Completed items roll into a tidy list so you can clear them in one click.
Contents
How to Use the Eisenhower Matrix: Step-by-Step Guide
What is the Eisenhower Matrix?
How the Eisenhower Matrix Improves Productivity
Help Your Team Prioritise with the Eisenhower Matrix
Who invented the Eisenhower Matrix?
Ready to prioritise with the Eisenhower Matrix?
Eisenhower Matrix
Prioritise your tasks effectively
How to Use This Tool
How to Use the Eisenhower Matrix: Step-by-Step Guide
Goal: sort tasks by Urgent vs Important so you act on what matters, not what shouts the loudest.
Step 1: Brain-dump your tasks
Write 10 to 20 tasks without editing. One line per task. Include meetings, emails, quick wins, and bigger projects.
Step 2: Mark urgency and importance
For each task, ask:
- Urgent: does it need attention today or there are immediate consequences if delayed?
- Important: does it move a goal forward, reduce risk, or create meaningful value?
A task can be urgent, important, both, or neither.
Step 3: Place tasks into the four quadrants
- Do First (Urgent + Important): deadlines today, service issues, critical approvals.
- Schedule (Not Urgent + Important): strategy work, planning, training, relationship building.
- Delegate (Urgent + Not Important): time-sensitive tasks that do not need your skills, e.g., data entry, room booking.
- Eliminate (Not Urgent + Not Important): low-value work, meetings without an agenda, vanity reporting.
Using the on-page tool: add a task, then drag it to the correct quadrant. You can edit, complete, and clear tasks as you go.
Step 4: Plan time for the important work
Protect Schedule tasks with real calendar blocks.
- Block 45 to 90 minutes for one important item this week.
- Treat the hold like a meeting with yourself.
- Add the next action, not the whole project, for example “Draft section 1 of report.”
Step 5: Triage the urgent work
For Do First items:
- Decide the order, then start the top item now.
- If there are many, look for a root cause you can fix later in Schedule time.
Step 6: Delegate cleanly
For Delegate items, send a short handover that includes:
- Outcome: what good looks like
- Owner: who is responsible
- Deadline: date and time
- Resources: files or examples
- Check-in: when and how to confirm progress
Example: “Please compile last week’s website metrics into the standard dashboard by Wednesday 3 pm. Use the ‘Weekly Template’ and Slack me if any sources fail.”

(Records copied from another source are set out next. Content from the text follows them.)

use qrprint::app::{PrintOutcome, QrApp};
use qrprint::config::Config;
use qrprint::encoder::{ErrorCorrection, ModuleMatrix, SymbolEncoder};
use qrprint::error::{QrPrintError, Result};
use qrprint::page::{place_for_page, PageGeometry, PagePlacement};
use qrprint::printer::RasterPageDevice;
use qrprint::raster::{render, CellGrid, Palette};
use qrprint::validator::{validate, ValidationResult};
use std::cell::Cell;

/// Always produces a version 1 sized symbol (21 x 21) with only the
/// bottom-right module dark.
struct Version1Encoder {
    calls: Cell<usize>,
}

impl SymbolEncoder for Version1Encoder {
    fn encode(&self, _text: &str, _ecc: ErrorCorrection) -> Result<ModuleMatrix> {
        self.calls.set(self.calls.get() + 1);
        ModuleMatrix::from_fn(21, |x, y| x == 20 && y == 20)
    }
}

fn version1_app() -> QrApp<Version1Encoder> {
    let config = Config { quiet_zone: 0, ..Config::default() };
    QrApp::with_encoder(Version1Encoder { calls: Cell::new(0) }, config)
}

#[test]
fn test_https_address_renders_300_square_with_remainder_in_last_cell() {
    assert_eq!(
        validate("https://example.com"),
        ValidationResult::Accepted("https://example.com".to_string())
    );

    let mut app = version1_app();
    let image = app.generate("https://example.com").unwrap();
    assert_eq!(image.dimensions(), (300, 300));

    let grid = CellGrid::new(21, 300);
    assert_eq!(grid.cell_size(), 14);
    assert_eq!(grid.remainder(), 6);
    // The last cell spans 14 + 6 pixels in both directions.
    assert!(!image.is_foreground(279, 299));
    assert!(!image.is_foreground(299, 279));
    for p in 280..300 {
        assert!(image.is_foreground(p, p));
        assert!(image.is_foreground(280, p));
        assert!(image.is_foreground(p, 280));
    }
}

#[test]
fn test_address_without_scheme_is_rejected_before_encoding() {
    let mut app = version1_app();
    match app.generate("example.com") {
        Err(err @ QrPrintError::InvalidInput { .. }) => {
            assert_eq!(err.to_string(), "Invalid input: must be an HTTPS address");
            assert_eq!(err.title(), "Invalid Input");
        }
        other => panic!("unexpected {:?}", other.map(|i| i.dimensions())),
    }
    assert!(app.image().is_none());
}

#[test]
fn test_print_before_generation_reports_nothing_to_print() {
    let app = version1_app();
    let mut device = RasterPageDevice::new(PageGeometry::LETTER);
    let err = app.print(&mut device).unwrap_err();
    assert!(matches!(err, QrPrintError::NothingToPrint));
    assert!(err.user_message().contains("Please generate one first"));
    assert!(device.pages().is_empty());
}

#[test]
fn test_real_encoder_prints_one_page_at_imageable_origin() {
    let config = Config::default();
    let geometry = config.page.geometry();
    let mut device = RasterPageDevice::new(geometry);
    let mut app = QrApp::new(config);

    let image = app.generate("  https://example.com/some/path  ").unwrap().clone();
    assert_eq!(app.print(&mut device).unwrap(), PrintOutcome::Printed { pages: 1 });
    assert!(device.is_finished());
    assert_eq!(device.pages().len(), 1);

    let page = &device.pages()[0];
    for y in 0..image.height() {
        for x in 0..image.width() {
            let want = image.buffer().get_pixel(x, y);
            assert_eq!(page.get_pixel(72 + x, 72 + y), want);
        }
    }
    // Outside the image the page stays blank.
    assert_eq!(page.get_pixel(71, 71).0, [255, 255, 255]);
    assert_eq!(page.get_pixel(372, 372).0, [255, 255, 255]);

    // Printing again yields a fresh single page.
    assert_eq!(app.print(&mut device).unwrap(), PrintOutcome::Printed { pages: 1 });
    assert_eq!(device.pages().len(), 1);
}

#[test]
fn test_cancelled_print_draws_nothing() {
    let mut app = QrApp::new(Config::default());
    app.generate("https://example.com").unwrap();
    let mut device = RasterPageDevice::new(PageGeometry::LETTER).with_auto_confirm(false);
    assert_eq!(app.print(&mut device).unwrap(), PrintOutcome::Cancelled);
    assert!(device.pages().is_empty());
    assert!(app.image().is_some());
}

#[test]
fn test_regeneration_replaces_image() {
    let config = Config { error_correction: ErrorCorrection::High, ..Config::default() };
    let mut app = QrApp::new(config);
    let first = app.generate("https://example.com/a").unwrap().clone();
    let second = app.generate("https://example.com/b").unwrap().clone();
    assert_ne!(first, second);
    assert_eq!(app.image(), Some(&second));
}

#[test]
fn test_placement_contract() {
    let matrix = ModuleMatrix::from_fn(25, |x, y| (x * y) % 3 == 0).unwrap();
    let image = render(&matrix, 300, Palette::default());
    let geometry = PageGeometry::LETTER;

    assert!(matches!(place_for_page(Some(&image), &geometry, 0), Ok(PagePlacement::Draw(_))));
    assert!(matches!(place_for_page(Some(&image), &geometry, 1), Ok(PagePlacement::NoSuchPage)));
    assert!(matches!(place_for_page(None, &geometry, 0), Err(QrPrintError::NothingToPrint)));
}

Step 7: Eliminate or park low-value work
For Eliminate items:
- Cancel, decline, or remove them.
- If you cannot delete, batch them to a short weekly slot or convert them into a quick checklist.
Step 8: Review daily and weekly
Daily (5 minutes): add new tasks, re-place anything that changed, and finish one Do First item before checking email.

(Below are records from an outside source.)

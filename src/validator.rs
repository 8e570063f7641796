//! Input validation for text submitted by the user.

use crate::error::{QrPrintError, Result};

/// The only scheme a submitted address may start with.
pub const REQUIRED_PREFIX: &str = "https://";

/// Reason attached to every rejected submission.
pub const REJECTION_REASON: &str = "must be an HTTPS address";

/// Outcome of validating one submission.
#[derive(Debug, Clone, PartialEq, Eq)]
pub enum ValidationResult {
    /// The trimmed text, ready for encoding.
    Accepted(String),
    /// Why the text was refused.
    Rejected(String),
}

impl ValidationResult {
    pub fn is_accepted(&self) -> bool {
        matches!(self, Self::Accepted(_))
    }

    /// Converts into a `Result` so callers can propagate a rejection with `?`.
    pub fn into_result(self) -> Result<String> {
        match self {
            Self::Accepted(text) => Ok(text),
            Self::Rejected(reason) => Err(QrPrintError::InvalidInput { reason }),
        }
    }
}

/// Trims `raw` and accepts it only if it begins with `https://`.
///
/// No length limit is applied here; payloads too large for a symbol are
/// refused by the encoder.
///
/// # Example
///
/// ```
/// use qrprint::validator::{validate, ValidationResult};
///
/// assert_eq!(
///     validate("  https://example.com \n"),
///     ValidationResult::Accepted("https://example.com".to_string())
/// );
/// assert!(!validate("example.com").is_accepted());
/// ```
pub fn validate(raw: &str) -> ValidationResult {
    let trimmed = raw.trim();
    if trimmed.starts_with(REQUIRED_PREFIX) {
        tracing::debug!(len = trimmed.len(), "input accepted");
        ValidationResult::Accepted(trimmed.to_string())
    } else {
        tracing::debug!("input rejected: missing {} prefix", REQUIRED_PREFIX);
        ValidationResult::Rejected(REJECTION_REASON.to_string())
    }
}
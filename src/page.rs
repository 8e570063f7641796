//! Placement of a rendered symbol on a print page.
//!
//! A print job holds exactly one symbol, so only page 0 ever exists. The
//! image is placed literally: anchored at the imageable origin, at its native
//! pixel size, never scaled to fit.

use crate::error::{QrPrintError, Result};
use crate::raster::RasterImage;

/// Where content may be drawn on a physical page, in device units (points).
#[derive(Clone, Copy, PartialEq, Debug)]
pub struct PageGeometry {
    /// Full page width.
    pub page_width: f64,
    /// Full page height.
    pub page_height: f64,
    /// Left edge of the imageable area.
    pub x: f64,
    /// Top edge of the imageable area.
    pub y: f64,
    /// Imageable width.
    pub width: f64,
    /// Imageable height.
    pub height: f64,
}

impl PageGeometry {
    /// Largest page side accepted, 200 inches at 72 points per inch.
    pub const MAX_PAGE_SIDE: f64 = 14_400.0;

    /// US Letter at 72 points per inch with one inch margins.
    pub const LETTER: PageGeometry = PageGeometry {
        page_width: 612.0,
        page_height: 792.0,
        x: 72.0,
        y: 72.0,
        width: 468.0,
        height: 648.0,
    };

    /// Whether every value is finite, the page is at most
    /// [`MAX_PAGE_SIDE`](Self::MAX_PAGE_SIDE) on a side, and the imageable
    /// area is non-empty and lies on the page.
    pub fn is_valid(&self) -> bool {
        let values = [self.page_width, self.page_height, self.x, self.y, self.width, self.height];
        values.iter().all(|v| v.is_finite())
            && self.page_width <= Self::MAX_PAGE_SIDE
            && self.page_height <= Self::MAX_PAGE_SIDE
            && self.width > 0.0
            && self.height > 0.0
            && self.x >= 0.0
            && self.y >= 0.0
            && self.x + self.width <= self.page_width
            && self.y + self.height <= self.page_height
    }
}

impl Default for PageGeometry {
    fn default() -> Self {
        Self::LETTER
    }
}

/// Draw `image` with its top-left corner at (`x`, `y`), `width` x `height` units.
#[derive(Clone, Copy, Debug)]
pub struct DrawInstruction<'a> {
    pub image: &'a RasterImage,
    pub x: f64,
    pub y: f64,
    pub width: f64,
    pub height: f64,
}

impl DrawInstruction<'_> {
    /// Whether the drawn rectangle leaves the imageable area of `geometry`.
    pub fn overflows(&self, geometry: &PageGeometry) -> bool {
        self.x < geometry.x
            || self.y < geometry.y
            || self.x + self.width > geometry.x + geometry.width
            || self.y + self.height > geometry.y + geometry.height
    }
}

/// Answer to "what goes on page N?".
#[derive(Clone, Copy, Debug)]
pub enum PagePlacement<'a> {
    Draw(DrawInstruction<'a>),
    NoSuchPage,
}

impl<'a> PagePlacement<'a> {
    pub fn instruction(self) -> Option<DrawInstruction<'a>> {
        match self {
            Self::Draw(instruction) => Some(instruction),
            Self::NoSuchPage => None,
        }
    }
}

/// Computes what to draw on page `page_index`.
///
/// Page 0 gets `image` at the imageable origin at native size; every later
/// index is [`PagePlacement::NoSuchPage`].
///
/// # Errors
///
/// Returns `NothingToPrint` when page 0 is requested but no image exists.
pub fn place_for_page<'a>(
    image: Option<&'a RasterImage>,
    geometry: &PageGeometry,
    page_index: usize,
) -> Result<PagePlacement<'a>> {
    if page_index > 0 {
        return Ok(PagePlacement::NoSuchPage);
    }
    let image = image.ok_or(QrPrintError::NothingToPrint)?;

    let instruction = DrawInstruction {
        image,
        x: geometry.x,
        y: geometry.y,
        width: f64::from(image.width()),
        height: f64::from(image.height()),
    };
    if instruction.overflows(geometry) {
        tracing::warn!(
            width = instruction.width,
            height = instruction.height,
            area_width = geometry.width,
            area_height = geometry.height,
            "image is larger than the imageable area and will be clipped"
        );
    }
    tracing::debug!(x = instruction.x, y = instruction.y, "page 0 placed");
    Ok(PagePlacement::Draw(instruction))
}

#[derive(Clone, Copy, PartialEq, Eq, Debug)]
enum PageState {
    /// Page 0 has not been handed out yet.
    HasPage,
    Exhausted,
}

/// The pages of a print job: one, then nothing.
///
/// ```
/// use qrprint::encoder::ModuleMatrix;
/// use qrprint::page::{PageGeometry, PageSequence};
/// use qrprint::raster::{render, Palette};
///
/// let matrix = ModuleMatrix::from_fn(21, |x, _| x % 2 == 0).unwrap();
/// let image = render(&matrix, 300, Palette::default());
/// let mut pages = PageSequence::new(Some(&image)).unwrap();
/// assert!(pages.next_page(&PageGeometry::LETTER).is_some());
/// assert!(pages.next_page(&PageGeometry::LETTER).is_none());
/// ```
#[derive(Debug)]
pub struct PageSequence<'a> {
    image: &'a RasterImage,
    state: PageState,
}

impl<'a> PageSequence<'a> {
    /// # Errors
    ///
    /// Returns `NothingToPrint` when `image` is absent.
    pub fn new(image: Option<&'a RasterImage>) -> Result<Self> {
        let image = image.ok_or(QrPrintError::NothingToPrint)?;
        Ok(Self { image, state: PageState::HasPage })
    }

    /// Index of the page the next call to [`next_page`](Self::next_page) asks about.
    pub fn position(&self) -> usize {
        match self.state {
            PageState::HasPage => 0,
            PageState::Exhausted => 1,
        }
    }

    pub fn is_exhausted(&self) -> bool {
        self.state == PageState::Exhausted
    }

    /// Returns the instruction for the current page, or `None` once the job
    /// has no more pages.
    pub fn next_page(&mut self, geometry: &PageGeometry) -> Option<DrawInstruction<'a>> {
        let index = self.position();
        self.state = PageState::Exhausted;
        // The image is present, so placement cannot fail.
        place_for_page(Some(self.image), geometry, index)
            .ok()
            .and_then(PagePlacement::instruction)
    }
}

Weekly (15 minutes): top up Schedule blocks, move lingering items to the right place, and remove at least one Eliminate task entirely.

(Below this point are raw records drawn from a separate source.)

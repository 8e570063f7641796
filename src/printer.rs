//! The print service boundary and an in-memory page device.

use crate::error::{QrPrintError, Result};
use crate::page::{DrawInstruction, PageGeometry};
use image::{imageops, Rgb, RgbImage};

/// A print service that is asked for pages one index at a time.
pub trait PrintDevice {
    /// Shows the print dialog. `Ok(false)` means the user cancelled.
    fn confirm(&mut self) -> Result<bool>;

    /// Imageable area for the page at `page_index`.
    fn page_geometry(&self, page_index: usize) -> PageGeometry;

    /// Marks one page.
    fn draw(&mut self, page_index: usize, instruction: &DrawInstruction<'_>) -> Result<()>;

    /// Ends the job after the last page.
    fn finish(&mut self) -> Result<()> {
        Ok(())
    }
}

/// Prints onto page-sized rasters held in memory, one device unit per pixel.
///
/// Nothing is written to disk. Images that run past the page edge are
/// clipped, as a physical printer would.
#[derive(Debug)]
pub struct RasterPageDevice {
    geometry: PageGeometry,
    auto_confirm: bool,
    pages: Vec<RgbImage>,
    finished: bool,
}

impl RasterPageDevice {
    pub fn new(geometry: PageGeometry) -> Self {
        Self {
            geometry,
            auto_confirm: true,
            pages: Vec::new(),
            finished: false,
        }
    }

    /// Sets the answer the print dialog gives.
    pub fn with_auto_confirm(mut self, confirm: bool) -> Self {
        self.auto_confirm = confirm;
        self
    }

    /// Pages marked so far.
    pub fn pages(&self) -> &[RgbImage] {
        &self.pages
    }

    pub fn is_finished(&self) -> bool {
        self.finished
    }

    fn blank_page(&self) -> RgbImage {
        // Float to int casts saturate; NaN and infinity end up within the cap.
        let side = |points: f64| points.ceil().min(PageGeometry::MAX_PAGE_SIDE) as u32;
        RgbImage::from_pixel(
            side(self.geometry.page_width),
            side(self.geometry.page_height),
            Rgb([255, 255, 255]),
        )
    }
}

impl PrintDevice for RasterPageDevice {
    fn confirm(&mut self) -> Result<bool> {
        self.pages.clear();
        self.finished = false;
        Ok(self.auto_confirm)
    }

    fn page_geometry(&self, _page_index: usize) -> PageGeometry {
        self.geometry
    }

    fn draw(&mut self, page_index: usize, instruction: &DrawInstruction<'_>) -> Result<()> {
        if page_index > self.pages.len() {
            return Err(QrPrintError::PrintDeviceFailure {
                message: format!("page {} requested before page {}", page_index, self.pages.len()),
            });
        }
        if page_index == self.pages.len() {
            let page = self.blank_page();
            self.pages.push(page);
        }
        let page = &mut self.pages[page_index];
        imageops::overlay(
            page,
            instruction.image.buffer(),
            instruction.x.round() as i64,
            instruction.y.round() as i64,
        );
        tracing::debug!(page_index, x = instruction.x, y = instruction.y, "page drawn");
        Ok(())
    }

    fn finish(&mut self) -> Result<()> {
        self.finished = true;
        tracing::debug!(pages = self.pages.len(), "print job finished");
        Ok(())
    }
}
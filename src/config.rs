//! Settings for generation, display and printing, loaded from TOML.

use crate::encoder::ErrorCorrection;
use crate::error::{QrPrintError, Result};
use crate::page::PageGeometry;
use crate::raster::Palette;
use serde::{Deserialize, Serialize};
use std::path::Path;

/// Application settings. Every field has a default, so an empty file is valid.
///
/// ```toml
/// pixel_size = 300
/// error_correction = "medium"
/// quiet_zone = 4
/// foreground = [0, 0, 0]
/// background = [255, 255, 255]
/// terminal_columns = 64
///
/// [page]
/// width = 595
/// height = 842
/// imageable_x = 36
/// imageable_y = 36
/// imageable_width = 523
/// imageable_height = 770
/// ```
#[derive(Debug, Clone, PartialEq, Serialize, Deserialize)]
#[serde(default)]
pub struct Config {
    /// Width and height of the rendered raster in pixels.
    pub pixel_size: u32,
    pub error_correction: ErrorCorrection,
    /// Light border around the symbol, in modules.
    pub quiet_zone: usize,
    pub foreground: [u8; 3],
    pub background: [u8; 3],
    /// Width of the terminal preview in characters.
    pub terminal_columns: u32,
    pub page: PageConfig,
}

impl Default for Config {
    fn default() -> Self {
        let palette = Palette::default();
        Self {
            pixel_size: 300,
            error_correction: ErrorCorrection::Low,
            quiet_zone: 4,
            foreground: palette.foreground,
            background: palette.background,
            terminal_columns: 64,
            page: PageConfig::default(),
        }
    }
}

/// Page size and imageable area in points.
#[derive(Debug, Clone, Copy, PartialEq, Serialize, Deserialize)]
#[serde(default)]
pub struct PageConfig {
    pub width: f64,
    pub height: f64,
    pub imageable_x: f64,
    pub imageable_y: f64,
    pub imageable_width: f64,
    pub imageable_height: f64,
}

impl Default for PageConfig {
    fn default() -> Self {
        let letter = PageGeometry::LETTER;
        Self {
            width: letter.page_width,
            height: letter.page_height,
            imageable_x: letter.x,
            imageable_y: letter.y,
            imageable_width: letter.width,
            imageable_height: letter.height,
        }
    }
}

impl PageConfig {
    pub fn geometry(&self) -> PageGeometry {
        PageGeometry {
            page_width: self.width,
            page_height: self.height,
            x: self.imageable_x,
            y: self.imageable_y,
            width: self.imageable_width,
            height: self.imageable_height,
        }
    }
}

impl Config {
    /// Largest accepted raster side in pixels.
    pub const MAX_PIXEL_SIZE: u32 = 4096;

    /// Largest accepted quiet zone in modules.
    pub const MAX_QUIET_ZONE: usize = 64;

    pub fn from_file<P: AsRef<Path>>(path: P) -> Result<Self> {
        let content = std::fs::read_to_string(path)?;
        Self::from_toml_str(&content)
    }

    pub fn from_toml_str(content: &str) -> Result<Self> {
        let config: Config = toml::from_str(content)?;
        config.validate()?;
        Ok(config)
    }

    pub fn palette(&self) -> Palette {
        Palette {
            foreground: self.foreground,
            background: self.background,
        }
    }

    pub fn validate(&self) -> Result<()> {
        if self.pixel_size == 0 {
            return Err(QrPrintError::ConfigError {
                message: "pixel_size must be greater than 0".to_string(),
            });
        }
        if self.pixel_size > Self::MAX_PIXEL_SIZE {
            return Err(QrPrintError::ConfigError {
                message: format!("pixel_size must be at most {}", Self::MAX_PIXEL_SIZE),
            });
        }
        if self.quiet_zone > Self::MAX_QUIET_ZONE {
            return Err(QrPrintError::ConfigError {
                message: format!("quiet_zone must be at most {}", Self::MAX_QUIET_ZONE),
            });
        }
        if self.terminal_columns == 0 {
            return Err(QrPrintError::ConfigError {
                message: "terminal_columns must be greater than 0".to_string(),
            });
        }
        if self.foreground == self.background {
            return Err(QrPrintError::ConfigError {
                message: "foreground and background colors must differ".to_string(),
            });
        }
        if !self.page.geometry().is_valid() {
            return Err(QrPrintError::ConfigError {
                message: format!(
                    "page sides must be finite and at most {} points, \
                     with a non-empty imageable area inside the page",
                    PageGeometry::MAX_PAGE_SIDE
                ),
            });
        }
        Ok(())
    }
}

What is the Eisenhower Matrix?
The Eisenhower Matrix is a simple way to improve productivity and prioritise your to-do list by separating what’s urgent from what’s important.
It sorts tasks into four boxes: Do First (urgent and important), Schedule (important but not urgent), Delegate (urgent but not important), and Eliminate (neither urgent nor important).
By deciding which box a task belongs in, you stop reacting to whatever feels loudest and focus on the work that actually moves things forward.
It’s ideal for planning your day or week, triaging a long list, and avoiding busywork that steals time from meaningful progress.
How the Eisenhower Matrix Improves Productivity
The Eisenhower Matrix is a proven time-management framework that helps you prioritise tasks by separating what’s urgent from what’s important.
Instead of reacting to every ping and request, you design your day around high-value work so you get more done with less stress.
Why it works
- Removes decision fatigue: Four clear categories stop the constant “what next?” loop and turn planning into action.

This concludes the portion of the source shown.